IRELAND BEAZLEY: Yeah. It was—I did not want to come back and tell her that. I really didn't. But anyway, we had to fight, we couldn't—by the grace of God we
made it. We made it. I ain't no weakling. (Laughter)
RAYMOND: Were you able to talk to Napoleon that day in Tyler?
IRELAND BEAZLEY: No. Let me see. It wasn't until the next day, if I'm not mistaken. We were able to go up there and see him in the city jail. And I don't
know—yeah that's when it was. The next day before we were able to go up there and see him. And at the time we had contacted—another friend of ours had contacted us and tried to persuade us to
get away from the court-appointed attorney. Well, so the next day we went to Tyler to talk with this fellow. And he seemed like a good fellow.
BEAZLEY: But we didn't have the money, you know? He was willing to do it, but we did not have the money, you know? And so—and basically the little
court-appointed attorney, the state court-appointed attorney, he come running down to the jailhouse talking to us, tried to convince us that he was the right way to go and stuff like that.

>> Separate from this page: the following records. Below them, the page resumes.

// Post-processing settings panel
//
// Non-modal egui window polled once per UI frame. The panel holds no
// setting values of its own: every frame it starts from the live
// configuration handed in, applies the widget edits, and returns the
// full result. Reset buttons load the compile-time defaults, not the
// persisted values.

use crate::display::{AntialiasEffect, DisplayConfig, ScalingEffect};

/// Result of polling the panel for one frame.
///
/// Fields are `None` when the corresponding collaborator was absent and
/// its section was not shown.
#[derive(Debug, Clone, Copy, PartialEq)]
pub struct PanelEdit {
    pub config: Option<DisplayConfig>,
    pub antialias: Option<AntialiasEffect>,
}

/// Display-quality settings panel.
pub struct SettingsPanel {
    open: bool,
}

impl SettingsPanel {
    pub fn new() -> Self {
        Self { open: false }
    }

    pub fn is_open(&self) -> bool {
        self.open
    }

    pub fn toggle(&mut self) {
        self.open = !self.open;
    }

    /// Poll the panel for one frame.
    ///
    /// Returns the edited state on every frame the panel is open, whether
    /// or not anything changed; the controller diffs against the store.
    pub fn show(
        &mut self,
        ctx: &egui::Context,
        current_config: Option<DisplayConfig>,
        current_antialias: Option<AntialiasEffect>,
    ) -> Option<PanelEdit> {
        if !self.open {
            return None;
        }

        let mut open = self.open;
        let mut edit = PanelEdit {
            config: None,
            antialias: None,
        };

        egui::Window::new("Post-processing")
            .open(&mut open)
            .default_pos([20.0, 20.0])
            .resizable(false)
            .collapsible(false)
            .show(ctx, |ui| {
                ui.label("All effects can be used on GPUs of any brand.");
                ui.add_space(4.0);

                if let Some(current) = current_antialias {
                    edit.antialias = Some(Self::antialias_section(ui, current));
                }
                if let Some(current) = current_config {
                    edit.config = Some(Self::scaling_section(ui, current));
                }
            });
        self.open = open;

        Some(edit)
    }

    fn antialias_section(ui: &mut egui::Ui, current: AntialiasEffect) -> AntialiasEffect {
        let mut effect = current;
        egui::CollapsingHeader::new("Anti-aliasing")
            .default_open(true)
            .show(ui, |ui| {
                ui.radio_value(&mut effect, AntialiasEffect::None, "None");
                ui.radio_value(&mut effect, AntialiasEffect::Fxaa, "FXAA, normal quality");
                ui.radio_value(
                    &mut effect,
                    AntialiasEffect::FxaaExtreme,
                    "FXAA, extreme quality",
                );
            });
        effect
    }

    fn scaling_section(ui: &mut egui::Ui, current: DisplayConfig) -> DisplayConfig {
        let mut config = current;

        egui::CollapsingHeader::new("Resampling and sharpening")
            .default_open(true)
            .show(ui, |ui| {
                let mut effect = config.effect();
                ui.radio_value(&mut effect, ScalingEffect::Bilinear, "None / bilinear");
                ui.radio_value(
                    &mut effect,
                    ScalingEffect::Cas,
                    "Contrast Adaptive Sharpening (CAS)",
                );
                ui.radio_value(&mut effect, ScalingEffect::Fsr, "Super Resolution (FSR)");
                config.set_effect(effect);

                let description = match effect {
                    ScalingEffect::Bilinear => {
                        "Simple bilinear filtering is done if resampling is needed."
                    }
                    ScalingEffect::Cas => {
                        "Sharpening and resampling to up to 2x2; bilinear stretching afterwards."
                    }
                    ScalingEffect::Fsr => {
                        "High-quality edge-preserving upscaling; sharpening when not upscaling."
                    }
                };
                ui.label(description);

                if effect == ScalingEffect::Cas || effect == ScalingEffect::Fsr {
                    ui.add_space(4.0);
                    ui.label("FXAA is highly recommended when using CAS or FSR.");
                    ui.add_space(4.0);

                    if effect == ScalingEffect::Fsr {
                        ui.label("FSR sharpness reduction when upscaling (lower is sharper):");
                        let mut reduction = config.fsr_sharpness_reduction();
                        ui.horizontal(|ui| {
                            ui.add(
                                egui::Slider::new(
                                    &mut reduction,
                                    DisplayConfig::FSR_SHARPNESS_REDUCTION_MIN
                                        ..=DisplayConfig::FSR_SHARPNESS_REDUCTION_MAX,
                                )
                                .fixed_decimals(3)
                                .suffix(" stops"),
                            );
                            if ui.button("Reset").clicked() {
                                reduction = DisplayConfig::FSR_SHARPNESS_REDUCTION_DEFAULT;
                            }
                        });
                        config.set_fsr_sharpness_reduction(reduction);
                    }

                    ui.label(if effect == ScalingEffect::Fsr {
                        "CAS additional sharpness when not upscaling (higher is sharper):"
                    } else {
                        "CAS additional sharpness (higher is sharper):"
                    });
                    let mut sharpness = config.cas_additional_sharpness();
                    ui.horizontal(|ui| {
                        ui.add(
                            egui::Slider::new(
                                &mut sharpness,
                                DisplayConfig::CAS_ADDITIONAL_SHARPNESS_MIN
                                    ..=DisplayConfig::CAS_ADDITIONAL_SHARPNESS_MAX,
                            )
                            .fixed_decimals(3),
                        );
                        if ui.button("Reset").clicked() {
                            sharpness = DisplayConfig::CAS_ADDITIONAL_SHARPNESS_DEFAULT;
                        }
                    });
                    config.set_cas_additional_sharpness(sharpness);
                }
            });

        egui::CollapsingHeader::new("Dithering")
            .default_open(true)
            .show(ui, |ui| {
                let mut dither = config.dither();
                ui.checkbox(
                    &mut dither,
                    "Dither the final output to 8bpc to make gradients smoother",
                );
                config.set_dither(dither);
            });

        config
    }
}

impl Default for SettingsPanel {
    fn default() -> Self {
        Self::new()
    }
}

#[cfg(test)]
mod tests {
    use super::*;

    fn run_frame(
        panel: &mut SettingsPanel,
        config: Option<DisplayConfig>,
        antialias: Option<AntialiasEffect>,
    ) -> Option<PanelEdit> {
        let ctx = egui::Context::default();
        let mut edit = None;
        let _ = ctx.run(egui::RawInput::default(), |ctx| {
            edit = panel.show(ctx, config, antialias);
        });
        edit
    }

    #[test]
    fn test_closed_panel_returns_nothing() {
        let mut panel = SettingsPanel::new();
        assert!(!panel.is_open());
        let edit = run_frame(
            &mut panel,
            Some(DisplayConfig::new()),
            Some(AntialiasEffect::None),
        );
        assert_eq!(edit, None);
    }

    #[test]
    fn test_open_panel_echoes_current_state_without_input() {
        let mut panel = SettingsPanel::new();
        panel.toggle();

        let mut config = DisplayConfig::new();
        config.set_effect(ScalingEffect::Fsr);
        config.set_fsr_sharpness_reduction(1.5);

        let edit = run_frame(&mut panel, Some(config), Some(AntialiasEffect::Fxaa)).unwrap();
        assert_eq!(edit.config, Some(config));
        assert_eq!(edit.antialias, Some(AntialiasEffect::Fxaa));
    }

    #[test]
    fn test_absent_collaborators_omit_sections() {
        let mut panel = SettingsPanel::new();
        panel.toggle();

        let edit = run_frame(&mut panel, None, None).unwrap();
        assert_eq!(edit.config, None);
        assert_eq!(edit.antialias, None);
    }

    #[test]
    fn test_toggle() {
        let mut panel = SettingsPanel::new();
        panel.toggle();
        assert!(panel.is_open());
        panel.toggle();
        assert!(!panel.is_open());
    }
}
// src/store/file.rs

use std::collections::HashMap;
use std::fs::{self, File};
use std::io::{BufReader, BufWriter, Write};
use std::path::{Path, PathBuf};
use std::sync::Mutex;

use serde::{Deserialize, Serialize};
use tracing::{debug, info, warn};

use crate::errors::{ConductorError, Result};
use crate::registry::Fields;
use crate::types::StaleFieldPolicy;

use super::{
    BeginOutcome, EntityRef, MemoryResultStore, ModuleResult, ResultRecord, ResultStore, Status,
};

/// Default location of the results file, relative to the config directory.
pub const RESULTS_FILE_PATH: &str = ".conductor/results.json";

/// On-disk layout: JSON object keys must be strings, so entities are stored
/// as a list next to their records.
#[derive(Debug, Default, Serialize, Deserialize)]
struct Snapshot {
    entities: Vec<EntitySnapshot>,
}

#[derive(Debug, Serialize, Deserialize)]
struct EntitySnapshot {
    entity: EntityRef,
    modules: ResultRecord,
}

/// Stores results in memory and rewrites a JSON snapshot after every
/// mutation.
#[derive(Debug)]
pub struct FileResultStore {
    inner: MemoryResultStore,
    path: PathBuf,
    /// Serialises snapshot writes so an older snapshot never lands last.
    write_lock: Mutex<()>,
}

impl FileResultStore {
    /// Open (or create) the store at `path`.
    ///
    /// Pairs left WORKING by a previous process are reset to PENDING: nothing
    /// else would ever release them.
    pub fn open(path: impl Into<PathBuf>, policy: StaleFieldPolicy) -> Result<Self> {
        let path = path.into();
        let mut records = load_snapshot(&path)?;

        let mut recovered = 0usize;
        for (entity, record) in records.iter_mut() {
            for (module, result) in record.iter_mut() {
                if result.status == Status::Working {
                    warn!(
                        entity = %entity,
                        module = %module,
                        "found WORKING result from a previous process; resetting to PENDING"
                    );
                    result.status = Status::Pending;
                    recovered += 1;
                }
            }
        }

        info!(
            path = ?path,
            entities = records.len(),
            recovered,
            "opened file result store"
        );

        let store = Self {
            inner: MemoryResultStore::from_records(records, policy),
            path,
            write_lock: Mutex::new(()),
        };
        if recovered > 0 {
            store.persist()?;
        }
        Ok(store)
    }

    pub fn path(&self) -> &Path {
        &self.path
    }

    fn persist(&self) -> Result<()> {
        let _guard = self
            .write_lock
            .lock()
            .map_err(|_| ConductorError::StoreError("results file lock poisoned".to_string()))?;

        let records = self.inner.snapshot()?;
        save_snapshot(&self.path, records)?;
        debug!(path = ?self.path, "persisted result snapshot");
        Ok(())
    }
}

impl ResultStore for FileResultStore {
    fn get_or_create(&self, entity: &EntityRef, module: &str) -> Result<ModuleResult> {
        self.inner.get_or_create(entity, module)
    }

    fn status_of(&self, entity: &EntityRef, module: &str) -> Result<Status> {
        self.inner.status_of(entity, module)
    }

    fn fields_of(&self, entity: &EntityRef, module: &str) -> Result<Option<Fields>> {
        self.inner.fields_of(entity, module)
    }

    fn begin(&self, entity: &EntityRef, module: &str) -> Result<BeginOutcome> {
        let outcome = self.inner.begin(entity, module)?;
        if let BeginOutcome::Started { previous } = outcome {
            // An unpersisted claim must not strand the pair in WORKING.
            if let Err(err) = self.persist() {
                warn!(
                    entity = %entity,
                    module = %module,
                    error = %err,
                    "could not persist WORKING; releasing the pair"
                );
                self.inner.restore(entity, module, previous)?;
                return Err(err);
            }
        }
        Ok(outcome)
    }

    fn finish_success(&self, entity: &EntityRef, module: &str, fields: Fields) -> Result<()> {
        self.inner.finish_success(entity, module, fields)?;
        self.persist()
    }

    fn finish_error(&self, entity: &EntityRef, module: &str) -> Result<()> {
        self.inner.finish_error(entity, module)?;
        self.persist()
    }

    fn restore(&self, entity: &EntityRef, module: &str, status: Status) -> Result<()> {
        self.inner.restore(entity, module, status)?;
        self.persist()
    }

    fn record(&self, entity: &EntityRef) -> Result<ResultRecord> {
        self.inner.record(entity)
    }
}

fn load_snapshot(path: &Path) -> Result<HashMap<EntityRef, ResultRecord>> {
    if !path.exists() {
        return Ok(HashMap::new());
    }

    let file = File::open(path)?;
    let snapshot: Snapshot = serde_json::from_reader(BufReader::new(file))?;

    Ok(snapshot
        .entities
        .into_iter()
        .map(|e| (e.entity, e.modules))
        .collect())
}

fn save_snapshot(path: &Path, records: HashMap<EntityRef, ResultRecord>) -> Result<()> {
    if let Some(parent) = path.parent() {
        if !parent.as_os_str().is_empty() {
            fs::create_dir_all(parent)?;
        }
    }

    let mut entities: Vec<EntitySnapshot> = records
        .into_iter()
        .map(|(entity, modules)| EntitySnapshot { entity, modules })
        .collect();
    entities.sort_by(|a, b| a.entity.cmp(&b.entity));

    let file = File::create(path)?;
    let mut writer = BufWriter::new(file);
    serde_json::to_writer_pretty(&mut writer, &Snapshot { entities })?;
    writer.flush()?;
    Ok(())
}
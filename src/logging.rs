// src/logging.rs

//! Logging setup for the `conductor` binary.
//!
//! Level, first match wins: `--log-level`, then `CONDUCTOR_LOG`, then `info`.
//!
//! stdout is reserved for the run summary (or the `--dry-run` plan); every
//! log line goes to stderr. Orchestration events carry `run_id`, `entity`
//! and `module` fields. Processing failures are `warn`, skipped units are
//! `debug`, dispatch and completion are `info`.

use anyhow::Result;
use tracing_subscriber::fmt;

use crate::cli::LogLevel;

/// Install the global subscriber. Call once, before the conductor spawns.
pub fn init_logging(cli_level: Option<LogLevel>) -> Result<()> {
    let level = match cli_level {
        Some(lvl) => level_from_log_level(lvl),
        None => std::env::var("CONDUCTOR_LOG")
            .ok()
            .and_then(|s| parse_level_str(&s))
            .unwrap_or(tracing::Level::INFO),
    };

    fmt()
        .with_max_level(level)
        .with_target(true)
        .with_thread_ids(false)
        .with_thread_names(false)
        .with_writer(std::io::stderr)
        .init();

    Ok(())
}

fn level_from_log_level(lvl: LogLevel) -> tracing::Level {
    match lvl {
        LogLevel::Error => tracing::Level::ERROR,
        LogLevel::Warn => tracing::Level::WARN,
        LogLevel::Info => tracing::Level::INFO,
        LogLevel::Debug => tracing::Level::DEBUG,
        LogLevel::Trace => tracing::Level::TRACE,
    }
}

fn parse_level_str(s: &str) -> Option<tracing::Level> {
    match s.trim().to_lowercase().as_str() {
        "error" => Some(tracing::Level::ERROR),
        "warn" | "warning" => Some(tracing::Level::WARN),
        "info" => Some(tracing::Level::INFO),
        "debug" => Some(tracing::Level::DEBUG),
        "trace" => Some(tracing::Level::TRACE),
        _ => None,
    }
}
// src/exec/eligibility.rs

//! Shape selection and dependency checks run before a unit may claim its
//! (entity, module) pair.
//!
//! Nothing here mutates the store.

use std::collections::BTreeMap;

use crate::errors::Result;
use crate::registry::{
    Capability, Fields, ModuleDescriptor, ModuleName, ModuleRegistry, ProcessorInput, Subject,
};
use crate::store::{EntityDirectory, EntityRef, ResultStore, Status};

/// Verdict of [`check`].
#[derive(Debug, Clone, PartialEq, Eq)]
pub enum Eligibility {
    /// Every dependency is SUCCESS for every subject.
    Eligible {
        shape: Capability,
        subjects: Vec<EntityRef>,
    },
    /// The module has no capability matching the entity kind.
    UnsupportedShape,
    /// `dependency` is not SUCCESS for `subject`.
    DependencyNotReady {
        subject: EntityRef,
        dependency: ModuleName,
        status: Status,
    },
    /// Collection run over a group with no members.
    EmptyCollection,
}

/// Pick the processing shape for `entity`.
///
/// Samples run as `SingleEntity`. Groups prefer `NativeGroup` and fall back
/// to `EntityCollection`.
pub fn select_shape(descriptor: &ModuleDescriptor, entity: &EntityRef) -> Option<Capability> {
    let preference: &[Capability] = if entity.is_group() {
        &[Capability::NativeGroup, Capability::EntityCollection]
    } else {
        &[Capability::SingleEntity]
    };

    preference
        .iter()
        .copied()
        .find(|cap| descriptor.has_capability(*cap))
}

/// Entities whose data the processor sees for a given shape.
pub fn subjects_for(
    shape: Capability,
    entity: &EntityRef,
    entities: &dyn EntityDirectory,
) -> Result<Vec<EntityRef>> {
    match shape {
        Capability::EntityCollection => entities.members(entity),
        Capability::SingleEntity | Capability::NativeGroup => Ok(vec![entity.clone()]),
    }
}

/// Decide whether `descriptor` may run for `entity` right now.
///
/// For collection runs the dependencies are checked on each member, since
/// that is where the upstream results live. A dependency that itself applies
/// to the group must also be SUCCESS on the group.
pub fn check(
    descriptor: &ModuleDescriptor,
    entity: &EntityRef,
    registry: &ModuleRegistry,
    store: &dyn ResultStore,
    entities: &dyn EntityDirectory,
) -> Result<Eligibility> {
    let Some(shape) = select_shape(descriptor, entity) else {
        return Ok(Eligibility::UnsupportedShape);
    };

    let subjects = subjects_for(shape, entity, entities)?;
    if subjects.is_empty() {
        return Ok(Eligibility::EmptyCollection);
    }

    if shape == Capability::EntityCollection {
        for dependency in descriptor.dependencies() {
            let upstream = registry.lookup(dependency)?;
            if select_shape(upstream, entity).is_none() {
                continue;
            }
            if let Some(not_ready) = not_ready(entity, dependency, store)? {
                return Ok(not_ready);
            }
        }
    }

    for subject in &subjects {
        for dependency in descriptor.dependencies() {
            if let Some(not_ready) = not_ready(subject, dependency, store)? {
                return Ok(not_ready);
            }
        }
    }

    Ok(Eligibility::Eligible { shape, subjects })
}

fn not_ready(
    subject: &EntityRef,
    dependency: &ModuleName,
    store: &dyn ResultStore,
) -> Result<Option<Eligibility>> {
    let status = store.status_of(subject, dependency)?;
    if status == Status::Success {
        return Ok(None);
    }
    Ok(Some(Eligibility::DependencyNotReady {
        subject: subject.clone(),
        dependency: dependency.clone(),
        status,
    }))
}

/// Assemble the processor payload: metadata plus the fields of every
/// dependency, per subject.
pub fn build_input(
    descriptor: &ModuleDescriptor,
    entity: &EntityRef,
    shape: Capability,
    subjects: Vec<EntityRef>,
    store: &dyn ResultStore,
    entities: &dyn EntityDirectory,
) -> Result<ProcessorInput> {
    let mut prepared = Vec::with_capacity(subjects.len());

    for subject in subjects {
        let mut upstream: BTreeMap<ModuleName, Fields> = BTreeMap::new();
        for dependency in descriptor.dependencies() {
            let fields = store.fields_of(&subject, dependency)?.unwrap_or_default();
            upstream.insert(dependency.clone(), fields);
        }

        prepared.push(Subject {
            metadata: entities.metadata(&subject),
            entity: subject,
            upstream,
        });
    }

    Ok(ProcessorInput {
        module: descriptor.name().to_string(),
        entity: entity.clone(),
        shape,
        subjects: prepared,
    })
}
// src/dag/mod.rs

//! Dependency resolution and composition.
//!
//! - [`graph`] expands requested modules into their dependency closure.
//! - [`compose`] turns the closure into memoized, shareable execution units.
//! - [`plan`] flattens root units into a plan the runtime dispatches from.

pub mod compose;
pub mod graph;
pub mod plan;

pub use compose::{ComposedRun, Composer, TaskUnit};
pub use graph::DependencyGraph;
pub use plan::{prepare_run, ExecutionPlan, PlannedUnit, PreparedRun};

Since we didn't have the money, we went with the court-appointed attorney. But when we did see him—you got—he was still our kid. I didn't see it in him before and I didn't see it in him that
BEAZLEY: Shucks, he was still my kid. That's all I can tell you. He was just still my kid. But anyway, that's when—like I said, we just went day by day after
that. We never had any good days. Just continued to go down, down, down. And the trial was—it wasn't—I don't know how to say it. Well it's the only trial I ever been in and I guess I don't
know if I was expecting it'd be like the trials on TV when Perry Mason at the end jumps up and fools everything.
BEAZLEY: But it didn't come out like that, which is what we were hoping for. But it didn't come out like that. And things that we thought they shouldn't be
doing, we saw them doing it. A lot of the statements that couldn't be proven being introduced as facts and all that kinda stuff. And just taking incidents to make it look like Napoleon was the
worst thing that could live, you know?
BEAZLEY: The prosecutor even described him as an animal hiding in the jungle that was hunting somebody to kill. And he was allowed to say that kind of stuff.
I mean—and the judge sat there and listened to him. Let the jury hear all that kind of stuff. I don't know. I don't know what to tell you.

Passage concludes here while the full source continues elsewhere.